『ゴ』がね?
うちの実家には、『ゴ』とかカタツムリは小さいのが多かった。
『ゴ』は、あの、黒くて羽のあるアレですよ、旦那。
あの巨大な黒いものは滅多におらず、茶色で1センチくらいな、それも羽があり、卵を抱えてるのが多く、見つけるたびに、兄弟は、
「きゃぁぁっ!玻璃ー」
と叫ぶので、
「野郎が悲鳴あげるな!あほか!」
と言いながら、最初は新聞紙を丸めて、慣れてくるとティッシュや素手で叩き、ゴミ入れにポイしていた。
「勇者や……」
と言う、兄弟に、
「何が勇者やねん!普通はこっちが、悲鳴あげて、『キャァァ!出た〜!』やがね」
「俺、嫌いやねん!」
「ウチもやがね!誰のせいで虫嫌いになったと思うんで!」
と言い合いながら暮らしていたが、実家から引っ越してから、困ったのは、『ゴ』の巨大化である。
実家では本当に巨大な『ゴ』は数年に一度しか見たことがなかったのだが、引っ越してから巨大な『ゴ』を見るようになってから、あの姿と言い、苦手なカブトムシやクワガタに似ていて、ゾゾっとする。

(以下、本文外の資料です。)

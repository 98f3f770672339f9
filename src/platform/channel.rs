//! # In-memory channel platform.
//!
//! [`ChannelPlatform`] is a supervised strategy whose "service manager" is whoever
//! holds the matching [`ChannelRemote`]: it pushes [`ControlRequest`]s and reads
//! [`Status`] reports. Use it to bridge a custom transport, or to drive the
//! controller from tests.
//!
//! ```text
//! ChannelRemote.requests ──► (dispatch) ──► service.execute(requests, changes)
//! ChannelRemote.changes  ◄──────────────────────────────────────────┘
//! ```
//! The channels are handed over on the first dispatch; the status sink closes
//! when the service returns.

use std::sync::Arc;

use async_trait::async_trait;
use tokio::sync::{Mutex, mpsc};

use crate::{
    control::ControlRequest,
    error::PlatformError,
    platform::{Platform, Service},
    status::Status,
};

type Endpoints = (mpsc::Receiver<ControlRequest>, mpsc::Sender<Status>);

/// Supervised platform backed by in-memory channels.
pub struct ChannelPlatform {
    endpoints: Mutex<Option<Endpoints>>,
    interactive: bool,
    service: bool,
}

/// Service-manager side of a [`ChannelPlatform`].
pub struct ChannelRemote {
    /// Control requests delivered to the running service.
    pub requests: mpsc::Sender<ControlRequest>,
    /// Status reports emitted by the running service.
    pub changes: mpsc::Receiver<Status>,
}

impl ChannelPlatform {
    /// Creates a platform and its remote; both channels hold `capacity` items (min 1).
    ///
    /// By default the session is not interactive and the process counts as a service.
    pub fn new(capacity: usize) -> (Self, ChannelRemote) {
        let capacity = capacity.max(1);
        let (req_tx, req_rx) = mpsc::channel(capacity);
        let (status_tx, status_rx) = mpsc::channel(capacity);
        (
            Self {
                endpoints: Mutex::new(Some((req_rx, status_tx))),
                interactive: false,
                service: true,
            },
            ChannelRemote {
                requests: req_tx,
                changes: status_rx,
            },
        )
    }

    /// Overrides the interactive-session answer.
    pub fn with_interactive(mut self, interactive: bool) -> Self {
        self.interactive = interactive;
        self
    }

    /// Overrides the running-as-service answer.
    pub fn with_service(mut self, service: bool) -> Self {
        self.service = service;
        self
    }
}

#[async_trait]
impl Platform for ChannelPlatform {
    fn is_interactive(&self) -> Result<bool, PlatformError> {
        Ok(self.interactive)
    }

    fn is_service(&self) -> Result<bool, PlatformError> {
        Ok(self.service)
    }

    async fn dispatch(&self, name: &str, service: Arc<dyn Service>) -> Result<(), PlatformError> {
        let Some((requests, changes)) = self.endpoints.lock().await.take() else {
            return Err(PlatformError::Registration {
                error: format!("channels for {name} already dispatched"),
            });
        };
        tracing::debug!(service = name, "dispatching over in-memory channels");
        service.execute(requests, changes).await;
        Ok(())
    }
}
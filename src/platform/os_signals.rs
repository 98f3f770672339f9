//! Termination signals that stand in for a service manager's `Stop`.

/// Resolves on Ctrl-C (SIGINT), SIGTERM or SIGQUIT.
///
/// Listeners are registered per call, so awaiting it in a loop sees every signal.
#[cfg(unix)]
pub(crate) async fn wait_for_shutdown_signal() -> std::io::Result<()> {
    use tokio::signal::unix::{SignalKind, signal};

    let mut terminate = signal(SignalKind::terminate())?;
    let mut quit = signal(SignalKind::quit())?;

    tokio::select! {
        res = tokio::signal::ctrl_c() => res,
        _ = terminate.recv() => Ok(()),
        _ = quit.recv() => Ok(()),
    }
}

/// Resolves on Ctrl-C.
#[cfg(not(unix))]
pub(crate) async fn wait_for_shutdown_signal() -> std::io::Result<()> {
    tokio::signal::ctrl_c().await
}
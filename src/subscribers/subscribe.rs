//! # Event subscriber trait.
//!
//! Provides [`Subscribe`], an extension point for plugging custom event handlers into
//! the controller.
//!
//! ## Rules
//! - Each subscriber has a dedicated worker and a bounded queue.
//! - A slow subscriber only affects its own queue; it never delays a status report.
//! - Queue overflow drops the event **for this subscriber only** and publishes
//!   `EventKind::SubscriberOverflow`.
//! - Panics are caught and published as `EventKind::SubscriberPanicked`.

use async_trait::async_trait;

use crate::events::Event;

/// Lifecycle event subscriber.
#[async_trait]
pub trait Subscribe: Send + Sync + 'static {
    /// Processes a single event.
    ///
    /// Called from a dedicated worker task; events arrive in FIFO order per subscriber.
    async fn on_event(&self, event: &Event);

    /// Returns the subscriber name used in overflow/panic events.
    ///
    /// The default uses `type_name::<Self>()`, which can be verbose - override it when possible.
    fn name(&self) -> &'static str {
        std::any::type_name::<Self>()
    }

    /// Returns the preferred queue capacity for this subscriber (clamped to ≥ 1).
    ///
    /// Default: 256.
    fn queue_capacity(&self) -> usize {
        256
    }
}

本当は、部屋に煙を焚き、瞬殺が一番いいのだが、ハムスター3匹とメダカ13匹を避難させる場所がない。
それに火災警報器もある。
実家は火災警報器は操作して、屋上にメダカを避難させ、犬を連れて二時間くらい家を出ていればすんだが、賃貸アパートではそうはいかない。
周囲に焚いていることや、火災報知器が鳴らないように色々しておかなければならないのだ。
はっきり言って面倒である。
「でも、『ゴ』と同居は絶対に嫌や……掃除しかないかな」
狭いがテレビ、電子レンジ、冷蔵庫、洗濯機などが完備した部屋だが、荷物が多くそれ以上に片付け下手な私にとって、妹のような2DKのマンションが羨ましいと思う今日この頃。
今日は『ゴ』が2匹出て、1匹仕留めたのだった。